Arbeiterbildungsvereine
Anfänge
Die Märzrevolution 1848 führte zur Entstehung der ersten Organisationen von Arbeitern, denen bewusst geworden war, dass nur eine höhere Bildung ihren politischen und kulturellen Aufstieg ermöglichen würde. Auf Betreiben des Buchbindergesellen Friedrich Sander wurde am 24. Juni 1848 der "Erste Allgemeine Arbeiterverein" im Gasthaus Fürstenhof, Wien 3., Beatrixgasse 19, gegründet. Zum geplanten Programm zählten leichtfassliche Vorträge, eine Bibliothek und die Förderung der Geselligkeit durch einen Gesangsverein. Vorbild waren Einrichtungen der Arbeiterbildung, die es in England schon seit dem Beginn des 19. Jahrhunderts gab, und verschiedene deutsche Arbeiterbildungsvereine. Nach der Niederschlagung der Revolution im Oktober 1848 wurde der Verein jedoch aufgelöst, bevor er mit einer systematischen Bildungsarbeit beginnen konnte.
"Unpolitische" Vereine
Die Dezemberverfassung von 1867 führte zu einem Vereins- und Versammlungsgesetz, das die Gründung "unpolitischer" Vereine erlaubte. Noch im selben Jahr konstituierte sich der Arbeiterbildungsverein Gumpendorf; weitere Vereinsgründungen folgten. Ziele waren nicht nur Bildungsarbeit, die soziale Absicherung der Mitglieder (Kranken- und Invaliditätskassen) und die Pflege der Geselligkeit (Gesangs- und Turngruppen), sondern sehr wohl auch eine Politisierung der Arbeiter im Kampf um bürgerlich-demokratische Rechte wie Wahlrecht oder Pressefreiheit. In Ottakring engagierte sich vor allem Franz Schuhmeier in der Gründung mehrerer Bezirksorganisationen, darunter des "Rauchklubs Apollo", des Vorläufers des späteren Arbeiterbildungsvereins Ottakring.

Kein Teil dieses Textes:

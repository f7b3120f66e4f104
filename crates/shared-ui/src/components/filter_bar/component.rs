use dioxus::prelude::*;

/// Row of search inputs, filter selects and action buttons above a list.
///
/// The first child grows to fill the free space.
#[component]
pub fn FilterBar(
    #[props(default)] aria_label: Option<String>,
    children: Element,
) -> Element {
    rsx! {
        document::Link { rel: "stylesheet", href: asset!("./style.css") }
        div {
            class: "lab-filter-bar",
            role: "search",
            aria_label: aria_label,
            {children}
        }
    }
}
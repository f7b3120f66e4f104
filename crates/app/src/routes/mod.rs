pub mod admin_users;
pub mod home;
pub mod not_found;
pub mod teacher_borrow;

use dioxus::prelude::*;
use dioxus_free_icons::icons::ld_icons::{
    LdClipboardList, LdFlaskConical, LdLayoutDashboard, LdUsers,
};
use dioxus_free_icons::Icon;

use admin_users::AdminUsers;
use home::Home;
use not_found::NotFound;
use teacher_borrow::TeacherBorrow;

/// Application routes.
#[derive(Clone, Routable, Debug, PartialEq)]
pub enum Route {
    #[layout(AppLayout)]
    #[route("/")]
    Home {},
    #[route("/admin/users")]
    AdminUsers {},
    #[route("/teacher/borrow")]
    TeacherBorrow {},
    #[end_layout]
    #[route("/:..route")]
    NotFound { route: Vec<String> },
}

/// Top navigation bar around every page.
#[component]
fn AppLayout() -> Element {
    let route: Route = use_route();

    let page_title = match &route {
        Route::Home {} => "Trang chủ",
        Route::AdminUsers {} => "Quản lý người dùng",
        Route::TeacherBorrow {} => "Đăng ký mượn",
        Route::NotFound { .. } => "",
    };

    let nav_class = |active: bool| if active { "app-nav-link active" } else { "app-nav-link" };
    let home_class = nav_class(matches!(route, Route::Home {}));
    let users_class = nav_class(matches!(route, Route::AdminUsers {}));
    let borrow_class = nav_class(matches!(route, Route::TeacherBorrow {}));

    rsx! {
        document::Title { "{page_title} | Lab Portal" }
        document::Link { rel: "stylesheet", href: asset!("./layout.css") }

        div { class: "app-shell",
            header { class: "app-navbar",
                Link { to: Route::Home {}, class: "app-brand",
                    Icon::<LdFlaskConical> { icon: LdFlaskConical, width: 20, height: 20 }
                    span { "Lab Portal" }
                }
                nav { class: "app-nav",
                    Link {
                        to: Route::Home {},
                        class: home_class,
                        Icon::<LdLayoutDashboard> { icon: LdLayoutDashboard, width: 16, height: 16 }
                        "Trang chủ"
                    }
                    Link {
                        to: Route::AdminUsers {},
                        class: users_class,
                        Icon::<LdUsers> { icon: LdUsers, width: 16, height: 16 }
                        "Người dùng"
                    }
                    Link {
                        to: Route::TeacherBorrow {},
                        class: borrow_class,
                        Icon::<LdClipboardList> { icon: LdClipboardList, width: 16, height: 16 }
                        "Mượn vật tư"
                    }
                }
            }
            main { class: "app-main",
                h1 { class: "app-page-title", "{page_title}" }
                Outlet::<Route> {}
            }
        }
    }
}
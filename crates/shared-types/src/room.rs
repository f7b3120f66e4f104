use serde::{Deserialize, Serialize};
use std::fmt;

/// Floor of a room; the backend sends either a number or a string.
#[derive(Debug, Clone, PartialEq, Serialize, Deserialize)]
#[serde(untagged)]
pub enum Floor {
    Number(i64),
    Text(String),
}

impl Floor {
    /// Zero and the empty string mean "no floor".
    fn is_present(&self) -> bool {
        match self {
            Floor::Number(n) => *n != 0,
            Floor::Text(s) => !s.is_empty(),
        }
    }
}

impl fmt::Display for Floor {
    fn fmt(&self, f: &mut fmt::Formatter<'_>) -> fmt::Result {
        match self {
            Floor::Number(n) => write!(f, "{n}"),
            Floor::Text(s) => f.write_str(s),
        }
    }
}

/// A laboratory room that can be booked.
#[derive(Debug, Clone, PartialEq, Serialize, Deserialize)]
#[serde(rename_all = "camelCase")]
pub struct Room {
    pub room_id: i64,
    pub room_name: String,
    #[serde(default)]
    pub floor: Option<Floor>,
}

impl Room {
    /// Option label for the room picker, e.g. `Phòng Hóa 1 (Tầng 2)`.
    pub fn label(&self) -> String {
        match self.floor.as_ref().filter(|f| f.is_present()) {
            Some(floor) => format!("{} (Tầng {floor})", self.room_name),
            None => self.room_name.clone(),
        }
    }
}
use serde::{Deserialize, Serialize};

/// Severity of a user-facing notification.
#[derive(Debug, Clone, Copy, PartialEq, Eq, Serialize, Deserialize)]
pub enum NoticeKind {
    Success,
    Info,
    Warning,
    Error,
}

/// A message shown to the user, optionally with a short title.
#[derive(Debug, Clone, PartialEq, Serialize, Deserialize)]
pub struct Notice {
    pub kind: NoticeKind,
    pub title: Option<String>,
    pub message: String,
}

impl Notice {
    pub fn new(kind: NoticeKind, message: impl Into<String>) -> Self {
        Self {
            kind,
            title: None,
            message: message.into(),
        }
    }

    pub fn success(message: impl Into<String>) -> Self {
        Self::new(NoticeKind::Success, message)
    }

    pub fn warning(message: impl Into<String>) -> Self {
        Self::new(NoticeKind::Warning, message)
    }

    pub fn error(message: impl Into<String>) -> Self {
        Self::new(NoticeKind::Error, message)
    }

    pub fn with_title(mut self, title: impl Into<String>) -> Self {
        self.title = Some(title.into());
        self
    }

    /// Single-line rendering: `Title: message`, or just the message.
    pub fn text(&self) -> String {
        match &self.title {
            Some(title) => format!("{title}: {}", self.message),
            None => self.message.clone(),
        }
    }
}

impl From<crate::BookingError> for Notice {
    fn from(err: crate::BookingError) -> Self {
        Notice::new(err.kind(), err.to_string()).with_title(err.title())
    }
}

impl From<crate::UserValidationError> for Notice {
    fn from(err: crate::UserValidationError) -> Self {
        Notice::warning(err.to_string())
    }
}
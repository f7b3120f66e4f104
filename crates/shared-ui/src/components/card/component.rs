use dioxus::prelude::*;

/// Bordered panel that groups a screen section.
#[component]
pub fn Card(
    #[props(extends = GlobalAttributes)] attributes: Vec<Attribute>,
    children: Element,
) -> Element {
    let base = vec![Attribute::new("class", "lab-card", None, false)];
    let merged = dioxus_primitives::merge_attributes(vec![base, attributes]);

    rsx! {
        document::Link { rel: "stylesheet", href: asset!("./style.css") }
        div {
            ..merged,
            {children}
        }
    }
}

/// Header row of a Card: a title on the left, optional actions on the right.
#[component]
pub fn CardHeader(
    title: Element,
    #[props(default)] actions: Option<Element>,
) -> Element {
    rsx! {
        div { class: "lab-card-header",
            h3 { class: "lab-card-title", {title} }
            if let Some(actions) = actions {
                div { class: "lab-card-actions", {actions} }
            }
        }
    }
}

/// Body of a Card.
#[component]
pub fn CardContent(
    #[props(extends = GlobalAttributes)] attributes: Vec<Attribute>,
    children: Element,
) -> Element {
    let base = vec![Attribute::new("class", "lab-card-content", None, false)];
    let merged = dioxus_primitives::merge_attributes(vec![base, attributes]);

    rsx! {
        div {
            ..merged,
            {children}
        }
    }
}
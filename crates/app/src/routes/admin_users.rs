use crate::api::RestClient;
use crate::notify::{use_notifier, UiNotifier};
use crate::user_admin::{UserAdmin, UserAdminState, ADMIN_NOT_DELETABLE};
use dioxus::prelude::*;
use dioxus_free_icons::icons::ld_icons::{LdSearch, LdUserPlus, LdUsers};
use dioxus_free_icons::Icon;
use shared_types::{Role, RoleFilter, User, ADMIN_LABEL, ROLE_FILTERS, TEACHER_LABEL};
use shared_ui::{
    Badge, BadgeVariant, Button, ButtonType, ButtonVariant, Card, CardContent, CardHeader,
    ConfirmDialog, DataTable, DataTableBody, DataTableCell, DataTableColumn, DataTableEmpty,
    DataTableHeader, DataTableRow, FilterBar, FormSelect, Input,
};

type AdminScreen = UserAdmin<RestClient, UiNotifier, Signal<UserAdminState>>;

/// Admin screen for listing, creating, (de)activating and deleting accounts.
#[component]
pub fn AdminUsers() -> Element {
    let client = use_context::<RestClient>();
    let notifier = use_notifier();
    let mut state = use_signal(UserAdminState::default);
    let admin: AdminScreen =
        use_context_provider(|| UserAdmin::new(client, notifier, state));

    let loader = admin.clone();
    use_hook(move || {
        spawn(async move { loader.load_users().await });
    });

    let s = state.read();
    if s.loading && s.users.is_empty() {
        return rsx! {
            document::Link { rel: "stylesheet", href: asset!("./admin_users.css") }
            div { class: "admin-loading", "Đang tải dữ liệu..." }
        };
    }

    let visible = s.visible_users();
    let show_add_form = s.show_add_form;
    let keyword = s.keyword.clone();
    let role_value = s.role_filter.as_value();
    let delete_open = s.delete_target.is_some();
    let delete_name = s
        .delete_target
        .as_ref()
        .map(|u| u.username.clone())
        .unwrap_or_default();
    drop(s);

    let confirm_ctl = admin.clone();
    let cancel_ctl = admin.clone();

    rsx! {
        document::Link { rel: "stylesheet", href: asset!("./admin_users.css") }

        div { class: "admin-users-page",
            Card {
                CardHeader {
                    title: rsx! {
                        Icon::<LdUsers> { icon: LdUsers, width: 20, height: 20 }
                        " Quản lý người dùng"
                    },
                    actions: rsx! {
                        Button {
                            variant: ButtonVariant::Primary,
                            onclick: move |_| {
                                let mut s = state.write();
                                s.show_add_form = !s.show_add_form;
                            },
                            Icon::<LdUserPlus> { icon: LdUserPlus, width: 16, height: 16 }
                            " Thêm người dùng"
                        }
                    },
                }
                CardContent {
                    FilterBar { aria_label: "Lọc người dùng",
                        Icon::<LdSearch> { icon: LdSearch, width: 16, height: 16 }
                        Input {
                            placeholder: "Tìm kiếm người dùng...",
                            value: keyword,
                            on_input: move |value: String| state.write().keyword = value,
                        }
                        FormSelect {
                            value: role_value,
                            on_change: move |value: String| {
                                state.write().role_filter = RoleFilter::from_value(&value);
                            },
                            for filter in ROLE_FILTERS.iter() {
                                option { value: filter.as_value(), "{filter.label()}" }
                            }
                        }
                    }

                    if show_add_form {
                        NewUserForm { state }
                    }

                    UserTable { users: visible }
                }
            }

            ConfirmDialog {
                open: delete_open,
                title: "Xác nhận xóa".to_string(),
                destructive: true,
                confirm_label: "Xóa".to_string(),
                description: rsx! {
                    p {
                        "Xóa tài khoản "
                        strong { "{delete_name}" }
                        "?"
                    }
                    p { class: "admin-delete-note",
                        "Lưu ý: Nếu xóa thất bại, vui lòng chọn \"Vô hiệu hóa\" để bảo toàn dữ liệu lịch sử."
                    }
                },
                on_confirm: move |_| {
                    if let Some(user) = confirm_ctl.take_delete_target() {
                        let ctl = confirm_ctl.clone();
                        spawn(async move {
                            ctl.delete_user(user).await;
                        });
                    }
                },
                on_cancel: move |_| cancel_ctl.cancel_delete(),
            }
        }
    }
}

#[component]
fn NewUserForm(state: Signal<UserAdminState>) -> Element {
    let admin = use_context::<AdminScreen>();
    let mut state = state;
    let draft = state.read().draft.clone();

    rsx! {
        div { class: "admin-add-form",
            h3 { "Tạo tài khoản mới" }
            form {
                onsubmit: move |evt: FormEvent| {
                    evt.prevent_default();
                    let ctl = admin.clone();
                    spawn(async move {
                        ctl.create_user().await;
                    });
                },
                div { class: "admin-form-grid",
                    Input {
                        placeholder: "Username (tối thiểu 3 ký tự)",
                        value: draft.username,
                        on_input: move |v: String| state.write().draft.username = v,
                    }
                    Input {
                        input_type: "password",
                        placeholder: "Mật khẩu (tối thiểu 6 ký tự)",
                        value: draft.password,
                        on_input: move |v: String| state.write().draft.password = v,
                    }
                    Input {
                        placeholder: "Họ và tên",
                        value: draft.full_name,
                        on_input: move |v: String| state.write().draft.full_name = v,
                    }
                    Input {
                        input_type: "email",
                        placeholder: "Email (ví dụ: abc@domain.com)",
                        value: draft.email,
                        on_input: move |v: String| state.write().draft.email = v,
                    }
                    FormSelect {
                        value: draft.role,
                        on_change: move |v: String| state.write().draft.role = v,
                        option { value: Role::Teacher.as_str(), "{TEACHER_LABEL}" }
                        option { value: Role::Admin.as_str(), "{ADMIN_LABEL}" }
                    }
                }
                div { class: "admin-form-actions",
                    Button {
                        variant: ButtonVariant::Primary,
                        button_type: ButtonType::Submit,
                        "Tạo mới"
                    }
                    Button {
                        variant: ButtonVariant::Ghost,
                        onclick: move |_| state.write().show_add_form = false,
                        "Hủy"
                    }
                }
            }
        }
    }
}

#[component]
fn UserTable(users: Vec<User>) -> Element {
    rsx! {
        DataTable {
            DataTableHeader {
                DataTableColumn { "Username" }
                DataTableColumn { "Họ tên" }
                DataTableColumn { "Vai trò" }
                DataTableColumn { "Trạng thái" }
                DataTableColumn { "Hành động" }
            }
            DataTableBody {
                if users.is_empty() {
                    DataTableEmpty { columns: 5, "Không có người dùng nào" }
                }
                for user in users {
                    UserRow { key: "{user.user_id}", user }
                }
            }
        }
    }
}

#[component]
fn UserRow(user: User) -> Element {
    let admin = use_context::<AdminScreen>();
    let role = user.role();
    let deletable = user.can_delete();
    let delete_hint = if deletable { "Xóa tài khoản" } else { ADMIN_NOT_DELETABLE };

    let toggle_variant = if user.is_active {
        ButtonVariant::Secondary
    } else {
        ButtonVariant::Primary
    };
    let toggle_ctl = admin.clone();
    let toggle_user = user.clone();
    let delete_user = user.clone();

    rsx! {
        DataTableRow {
            DataTableCell { strong { "{user.username}" } }
            DataTableCell { "{user.display_name()}" }
            DataTableCell {
                if role.is_admin() {
                    span { class: "admin-role-admin", "{role.display_label()}" }
                } else {
                    "{role.display_label()}"
                }
            }
            DataTableCell {
                Badge { variant: BadgeVariant::for_status(user.is_active), "{user.status_label()}" }
            }
            DataTableCell {
                div { class: "admin-row-actions",
                    Button {
                        variant: toggle_variant,
                        onclick: move |_| {
                            let ctl = toggle_ctl.clone();
                            let user = toggle_user.clone();
                            spawn(async move {
                                ctl.toggle_active(&user).await;
                            });
                        },
                        "{user.toggle_label()}"
                    }
                    Button {
                        variant: ButtonVariant::Danger,
                        disabled: !deletable,
                        hint: delete_hint.to_string(),
                        onclick: move |_| {
                            admin.request_delete(delete_user.clone());
                        },
                        "Xóa"
                    }
                }
            }
        }
    }
}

Ideologisch orientierten sich die Arbeiterbildungsvereine an den deutschen Sozialdemokraten; sie sympathisierten mit der Ersten Arbeiterinternationale von 1864 und boten so den Behörden den Vorwand zum Verbot. 1870 wurde gegen die Exponenten des Wiener Vereins Heinrich Oberwinder und Andreas Scheu ein Hochverratsprozess angestrengt, was zu stürmischen Straßenkundgebungen führte. Danach wurden die meisten Arbeiterbildungsvereine aufgelöst.
Bildung und Politik
Im selben Jahr, 1870, beschloss der Reichsrat jedoch das Koalitionsgesetz, das den Arbeitern in weiterer Folge auch die Gründung von Vereinen mit politischer Zielsetzung ermöglichte. Der Arbeiterbildungsverein wurde im Oktober 1870 wieder zugelassen, und 1872 gab es bereits 59 dieser Institutionen und 78 Gewerkschaftsvereine mit zusammen etwa 80.000 Mitgliedern. Der erste Arbeiterinnen-Bildungsverein erlebte seine Gründung bereits 1871; er stellte seine Tätigkeit jedoch bald wieder ein. 1890 etablierte sich dann ein neuer Verein für Frauenbildungsarbeit, der länger Bestand hatte.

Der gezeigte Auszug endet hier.